Conclusion:  Medicine residents have more symptoms of PTSD than of depression during their MICU rotation.  Symptoms of PTSD increase during the month.  Most residents experience the unexpected death of a patient at some point during the month.  More research is needed to better understand the mechanism of increased PTSD symptoms and to determine appropriate mitigating interventions.

Psychiatric Evaluation of Prisoners in the General Hospital
Presenting Author: Marlynn H. Wei

Psychiatric evaluations of individuals involved in legal proceedings (e.g., those who are prisoners, under arrest, awaiting arraignment or sentencing, or who have been arraigned) who have been referred to general hospitals require special attention to the interface of law enforcement and clinical practice.

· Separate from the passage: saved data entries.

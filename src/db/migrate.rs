use rusqlite::{Connection, OptionalExtension, Result};
use tracing::{debug, info};

/// Migration that brings ledgers created by the desktop releases
/// (`id, date, time, response, observation, area`) to the current schema.
const LEGACY_COLUMNS_MIGRATION: &str = "20250601_0001_add_source_created_at";

/// Ensure that the `log` table exists.
fn ensure_log_table(conn: &Connection) -> Result<()> {
    conn.execute_batch(
        r#"
        CREATE TABLE IF NOT EXISTS log (
            id        INTEGER PRIMARY KEY AUTOINCREMENT,
            date      TEXT NOT NULL,
            operation TEXT NOT NULL,
            target    TEXT DEFAULT '',
            message   TEXT NOT NULL
        );
        "#,
    )?;
    Ok(())
}

fn records_table_exists(conn: &Connection) -> Result<bool> {
    let mut stmt = conn.prepare(
        "SELECT name FROM sqlite_master WHERE type='table' AND name='presence_records'",
    )?;
    let exists: Option<String> = stmt.query_row([], |row| row.get(0)).optional()?;
    Ok(exists.is_some())
}

fn records_has_column(conn: &Connection, column: &str) -> Result<bool> {
    let mut stmt = conn.prepare("PRAGMA table_info('presence_records')")?;
    let cols = stmt.query_map([], |row| row.get::<_, String>(1))?;

    for c in cols {
        if c? == column {
            return Ok(true);
        }
    }
    Ok(false)
}

fn migration_applied(conn: &Connection, version: &str) -> Result<bool> {
    let mut chk = conn.prepare(
        "SELECT 1 FROM log
         WHERE operation = 'migration_applied' AND target = ?1
         LIMIT 1",
    )?;
    Ok(chk.query_row([version], |_| Ok(())).optional()?.is_some())
}

/// Create the `presence_records` table with the current schema.
fn create_records_table(conn: &Connection) -> Result<()> {
    conn.execute_batch(
        r#"
        CREATE TABLE IF NOT EXISTS presence_records (
            id           INTEGER PRIMARY KEY AUTOINCREMENT,
            date         TEXT NOT NULL,
            time         TEXT NOT NULL,
            response     TEXT NOT NULL,
            observation  TEXT NOT NULL DEFAULT '',
            area         TEXT NOT NULL DEFAULT '',
            source       TEXT NOT NULL DEFAULT 'app',
            created_at   TEXT NOT NULL DEFAULT ''
        );
        "#,
    )?;
    Ok(())
}

fn ensure_indexes(conn: &Connection) -> Result<()> {
    conn.execute_batch(
        "CREATE INDEX IF NOT EXISTS idx_presence_date_time ON presence_records(date, time);",
    )
}

/// Add `source` / `created_at` to a legacy table. Existing rows are
/// tagged `legacy`.
fn migrate_legacy_columns(conn: &Connection) -> Result<()> {
    if migration_applied(conn, LEGACY_COLUMNS_MIGRATION)? {
        return Ok(());
    }

    let tx = conn.unchecked_transaction()?;

    if !records_has_column(&tx, "source")? {
        tx.execute(
            "ALTER TABLE presence_records ADD COLUMN source TEXT NOT NULL DEFAULT 'legacy'",
            [],
        )?;
    }
    if !records_has_column(&tx, "created_at")? {
        tx.execute(
            "ALTER TABLE presence_records ADD COLUMN created_at TEXT NOT NULL DEFAULT ''",
            [],
        )?;
    }

    tx.execute(
        "INSERT INTO log (date, operation, target, message)
         VALUES (datetime('now'), 'migration_applied', ?1, 'Added source/created_at to presence_records')",
        [LEGACY_COLUMNS_MIGRATION],
    )?;
    tx.commit()?;

    info!("migration applied: {LEGACY_COLUMNS_MIGRATION}");
    Ok(())
}

/// Public entry point: run all pending migrations.
///
/// Called by db::initialize::init_db() every time a ledger is opened.
pub fn run_pending_migrations(conn: &Connection) -> Result<()> {
    ensure_log_table(conn)?;

    if !records_table_exists(conn)? {
        create_records_table(conn)?;
        debug!("created presence_records table");
    } else if !records_has_column(conn, "source")? || !records_has_column(conn, "created_at")? {
        migrate_legacy_columns(conn)?;
    }

    ensure_indexes(conn)?;
    Ok(())
}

The mental health needs of such individuals and their psychiatric evaluations (and how they can be viewed in the context of the criminal process) will be reviewed.  An understanding of basic criminal procedure, available resources at prisons and jails, and risks while in custody can help psychiatrists provide safe and thorough clinical assessments and appropriate dispositions. Challenging cases (e.g., those who refuse to participate in the interview, who make conditional suicide threats, and who seek secondary gain) will also be discussed.

Alpha-Lipoic Acid as an Augmentation Treatment for Patients with Depression, A Pilot Study
Presenting Author: Lex Denysenko

Background:  Depression and obesity are correlated disorders associated with high medical morbidity. Alpha-lipoic acid (ALA) is produced in the human body and is a cofactor for mitochondrial respiratory enzymes. It regulates glucose metabolism, decreases appetite, causes weight loss, and has been shown to have possible neuroprotective effects. Although limited data suggests that ALA may subjectively improve energy, it has not been investigated as a possible augmentation agent for patients with depression.

Objective:  To determine if ALA improves depression symptoms and weight loss in patients currently in treatment for depression.

Methods:  Adult patients age 18-75 currently in treatment for unipolar or bipolar depression but still with depressive symptoms who consent to the study will participate in a 6 week, open-label pilot trial of oral ALA 600mg twice daily in addition to their usual treatment. Subjects will be measured for effect in their depressive symptoms and quality of life using the Hospital Anxiety and Depression Scale, the Montgomery-Asberg Depression Rating Scale, and the Short Form-36 Health Survey at the beginning, midpoint, and end of the study period. In addition, subjects will have their weight monitored throughout the study.

Results:  Descriptive statistics will be used to analyze the results to determine if subjects had any improvement in depressive symptoms, quality of life, and weight over the course of the trial.

Conclusion:  ALA may be a potentially useful adjunctive therapy for the treatment of depression, and may have the additional benefit of weight loss in the depressive patient population.